Chinese yam (Dioscorea opposita) tuber has a significant effect of invigorating the intestine and improving the symptoms of long-term diarrhea according to the records of the Chinese Pharmacopoeia. Phenanthrene polyphenols from Chinese yam, with higher inhibition of cyclooxygenase-2 (COX-2) than anti-inflammatory drugs, are an important material basis in alleviating ulcerative colitis via nuclear factor kappa-B (NF-κB)/COX-2 pathway, based on our previous research. The present study further explored the target and molecular mechanisms of phenanthrenes’ modulation of the NF-κB/COX-2 signaling pathway by means of molecular docking and gene silencing. Firstly, interleukin-8 (IL-8) and tumor necrosis factor-α (TNF-α) expression of 6-hydroxy-2,4,7-trimethoxyphenanthrene (PC2)/6,7-dihydroxy-2,4-dimethoxyphe-nanthrene (PC4) were compared on TNF-α induced human colon adenocarcinoma (Caco-2) cells. Secondly, molecular docking and dynamics simulation were implemented for PC2/PC4 and COX-2. Finally, COX-2 silencing was performed on TNF-α induced Caco-2 cells to confirm the target of PC4 on NF-κB/COX-2 pathway.
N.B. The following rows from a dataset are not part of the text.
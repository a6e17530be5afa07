//! Driven (output) ports - implemented by infrastructure.
//!
//! These traits define what the application needs from external systems.
//! The `mfgen-adapters` crate provides implementations.

use crate::domain::{RenderContext, TemplateId};
use crate::error::GenResult;
use std::path::Path;

/// Port for filesystem operations.
///
/// Implemented by:
/// - `mfgen_adapters::filesystem::LocalFilesystem` (production)
/// - `mfgen_adapters::filesystem::MemoryFilesystem` (testing)
pub trait Filesystem: Send + Sync {
    /// Create a directory and all parent directories.
    fn create_dir_all(&self, path: &Path) -> GenResult<()>;

    /// Write content to a file.
    fn write_file(&self, path: &Path, content: &str) -> GenResult<()>;

    /// Check if path exists.
    fn exists(&self, path: &Path) -> bool;

    /// `true` if `path` is a directory containing at least one entry.
    /// A missing path returns `Ok(false)`.
    fn dir_has_entries(&self, path: &Path) -> GenResult<bool>;
}

/// Port for template rendering.
///
/// Implemented by `mfgen_adapters::renderer::SimpleRenderer` against the
/// built-in catalog. `render` is pure and deterministic: the same id and
/// context always yield byte-identical output. Static-copy templates have
/// no placeholders, so rendering them with an empty context *is* a
/// verbatim copy.
pub trait TemplateRenderer: Send + Sync {
    fn render(&self, id: TemplateId, context: &RenderContext) -> GenResult<String>;
}

/// Port for the post-generation collaborator.
///
/// Contract: run the package manager's install rooted at the generated
/// directory and report success/failure. The working directory is passed
/// explicitly; implementations must not mutate shared process state.
pub trait PostGenerationHook: Send + Sync {
    fn run(&self, app_dir: &Path) -> GenResult<()>;
}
Lower expression of IL-8 and TNF-α in PC4 treated Caco-2 cells indicated that PC4 had stronger anti-inflammatory activity than PC2. The binding of PC4 and COX-2 was stronger due to the hydrogen bond between hydroxyl group and Tyr385. No significant differences were found in phosphorylation nuclear factor kappa-B inhibitor alpha (pIkBα), phosphorylation NF-κB (pNF-κB) and phosphorylation extracellular signal-regulated kinase 1/2 (pERK1/2) expression between control and PC4 group after silencing, while these protein expressions significantly decreased in PC4 group without silencing, which confirmed that COX-2 was the important target for PC4 in alleviating ulcerative colitis. These findings indicate that PC4 was supposed to have inhibited NF-κB pathway mediated inflammation via suppression of positive feedback targeting COX-2.